Since we returned home, we unearthed one more old file which contains more letters and papers, this time from the years after Aunt Grace returned in 1941 until the late 40s when political consequences stopped the mail. In that file also was a letter to Aunt Grace’s father from Admiral Harry E. Yarnell, telling him that “it was my pleasure to meet the American citizens in Nanking on three occasions, – one before the beginning of the war in May, 1937, and two after the Japanese occupations: “All the Americans who went through that terrible period are real heroes, especially those in Nanking.” Our American missionaries have done much to increase our prestige in China through the magnificent work they have done to relieve the vast amount of suffering that has taken place in that unhappy land. Aunt Grace’s diary reports an occasion when the westerners were invited to the Embassy to have tea with the Admiral. We have learned that Admiral Yarnell was Commander in Chief, Asiatic Fleet in 1936 and had a heroic 51-year naval career that spanned 51 years from the Spanish-American War through World War II.
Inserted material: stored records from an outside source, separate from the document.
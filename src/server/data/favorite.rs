use std::collections::HashSet;

use chrono::Utc;
use sea_orm::{
    sea_query::OnConflict, ActiveValue, ColumnTrait, DatabaseConnection, DbErr, EntityTrait,
    JoinType, QueryFilter, QueryOrder, QuerySelect, RelationTrait,
};

use crate::server::model::episode::Episode;

use entity::user_favorite_episode::Column;

/// Repository for the user ↔ favorite episode relationship.
pub struct FavoriteRepository<'a> {
    db: &'a DatabaseConnection,
}

impl<'a> FavoriteRepository<'a> {
    pub fn new(db: &'a DatabaseConnection) -> Self {
        Self { db }
    }

    /// Marks an episode as a favorite. Marking an existing favorite again is a no-op.
    pub async fn add(&self, user_id: i32, episode_id: i32) -> Result<(), DbErr> {
        entity::prelude::UserFavoriteEpisode::insert(entity::user_favorite_episode::ActiveModel {
            user_id: ActiveValue::Set(user_id),
            episode_id: ActiveValue::Set(episode_id),
            created_at: ActiveValue::Set(Utc::now()),
        })
        .on_conflict(
            OnConflict::columns([Column::UserId, Column::EpisodeId])
                .do_nothing()
                .to_owned(),
        )
        .exec_without_returning(self.db)
        .await?;

        Ok(())
    }

    /// Removes a favorite.
    ///
    /// # Returns
    /// - `Ok(true)` - The favorite existed and was removed
    /// - `Ok(false)` - The episode was not a favorite
    pub async fn remove(&self, user_id: i32, episode_id: i32) -> Result<bool, DbErr> {
        let result = entity::prelude::UserFavoriteEpisode::delete_by_id((user_id, episode_id))
            .exec(self.db)
            .await?;

        Ok(result.rows_affected > 0)
    }

    pub async fn is_favorite(&self, user_id: i32, episode_id: i32) -> Result<bool, DbErr> {
        Ok(
            entity::prelude::UserFavoriteEpisode::find_by_id((user_id, episode_id))
                .one(self.db)
                .await?
                .is_some(),
        )
    }

    /// Gets the ids of every episode the user favorited, oldest favorite first.
    pub async fn get_episode_ids(&self, user_id: i32) -> Result<Vec<i32>, DbErr> {
        let favorites = entity::prelude::UserFavoriteEpisode::find()
            .filter(Column::UserId.eq(user_id))
            .order_by_asc(Column::CreatedAt)
            .order_by_asc(Column::EpisodeId)
            .all(self.db)
            .await?;

        Ok(favorites.into_iter().map(|f| f.episode_id).collect())
    }

    /// Returns which of `episode_ids` the user favorited.
    pub async fn get_favorited_among(
        &self,
        user_id: i32,
        episode_ids: &[i32],
    ) -> Result<HashSet<i32>, DbErr> {
        if episode_ids.is_empty() {
            return Ok(HashSet::new());
        }

        let favorites = entity::prelude::UserFavoriteEpisode::find()
            .filter(Column::UserId.eq(user_id))
            .filter(Column::EpisodeId.is_in(episode_ids.iter().copied()))
            .all(self.db)
            .await?;

        Ok(favorites.into_iter().map(|f| f.episode_id).collect())
    }

    /// Gets the user's favorite episodes, most recently favorited first.
    pub async fn get_episodes(&self, user_id: i32) -> Result<Vec<Episode>, DbErr> {
        let entities = entity::prelude::Episode::find()
            .join(
                JoinType::InnerJoin,
                entity::episode::Relation::UserFavoriteEpisode.def(),
            )
            .filter(Column::UserId.eq(user_id))
            .order_by_desc(Column::CreatedAt)
            .order_by_desc(entity::episode::Column::Id)
            .all(self.db)
            .await?;

        Ok(entities.into_iter().map(Episode::from_entity).collect())
    }
}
And what about the 94 year old Chinese woman we mentioned? After broad publication on the front pages of Chinese newspapers the day after the January 23rd ribbon-cutting and dedication of the museum, a former staff member, Zhou Mingxian (Lily Chow) who currently resides in Xhanxi Province, contacted the hospital. In 1933 after her graduation from middle school in Nanjing, she had been selected with three other students to join the laboratory technicians training program at the hospital. In 1937 she fled with her family and when the family returned in 1938 they found that their home had been destroyed. When she visited the hospital, she reported, Aunt Grace made arrangements to house the family and also provided her and her brother with work at the hospital, where both remained until Aunt Grace returned to the States in 1941. Lily remembers that Aunt Grace had many “adopted children” and others whom she faithfully assisted, and she hopes to locate some of those families. We have written a letter to Lily and her family and hope to have further contact with these persons from Aunt Grace’s time in China.
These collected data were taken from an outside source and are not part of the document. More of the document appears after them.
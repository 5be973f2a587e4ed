use chrono::{DateTime, Utc};
use serde::{Deserialize, Serialize};
use utoipa::ToSchema;
use validator::Validate;

#[derive(Deserialize, ToSchema, Validate)]
pub struct VerifyAndroidReceiptDto {
    #[validate(length(min = 1))]
    pub purchase_token: String,
    #[validate(length(min = 1))]
    pub package_name: String,
    #[validate(length(min = 1))]
    pub product_id: String,
}

#[derive(Serialize, Deserialize, ToSchema)]
pub struct GooglePlayTransactionDto {
    pub id: i32,
    pub user_id: i32,
    pub package_name: String,
    pub product_id: String,
    pub purchase_token: String,
    pub start_time_millis: Option<String>,
    pub expiry_time_millis: Option<String>,
    pub auto_renewing: Option<String>,
    pub price_currency_code: Option<String>,
    pub price_amount_micros: Option<String>,
    pub country_code: Option<String>,
    pub developer_payload: Option<String>,
    pub cancel_reason: Option<String>,
    pub user_cancellation_time_millis: Option<String>,
    pub order_id: Option<String>,
    pub purchase_type: Option<String>,
    pub acknowledgement_state: Option<String>,
    pub kind: Option<String>,
    pub created_at: DateTime<Utc>,
}

#[derive(Serialize, Deserialize, ToSchema)]
pub struct VerifyReceiptResponseDto {
    pub success: bool,
    pub message: String,
    pub data: GooglePlayTransactionDto,
}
And so the interconnectedness takes place – an Admiral we never knew but who took time to recognize in 1941 the heroes we honored at Nanjing in 2007, a beloved Disciples pastor and great leader, not only of Christian Temple but of the whole denomination and the ecumenical world of his time, an elderly Chinese woman who is reliving a friendship from years ago, and a soft-spoken but strongly determined Christian missionary who loved the Chinese people as her own family–these are the heroes who fill our hearts and minds with joy and new life today as we seek to learn even more.
The warm welcome and love expressed by the Chinese people were extraordinary and the entire journey was a remarkable and life-changing experience for both of us. We shall forever be grateful to Dr. Xiaoling Zhu and Global Ministries for opening to us this singular opportunity to have contact with the church and people in China and to learn about and come to appreciate more profoundly Aunt Grace’s ministry and the mission of the Church to the Chinese people.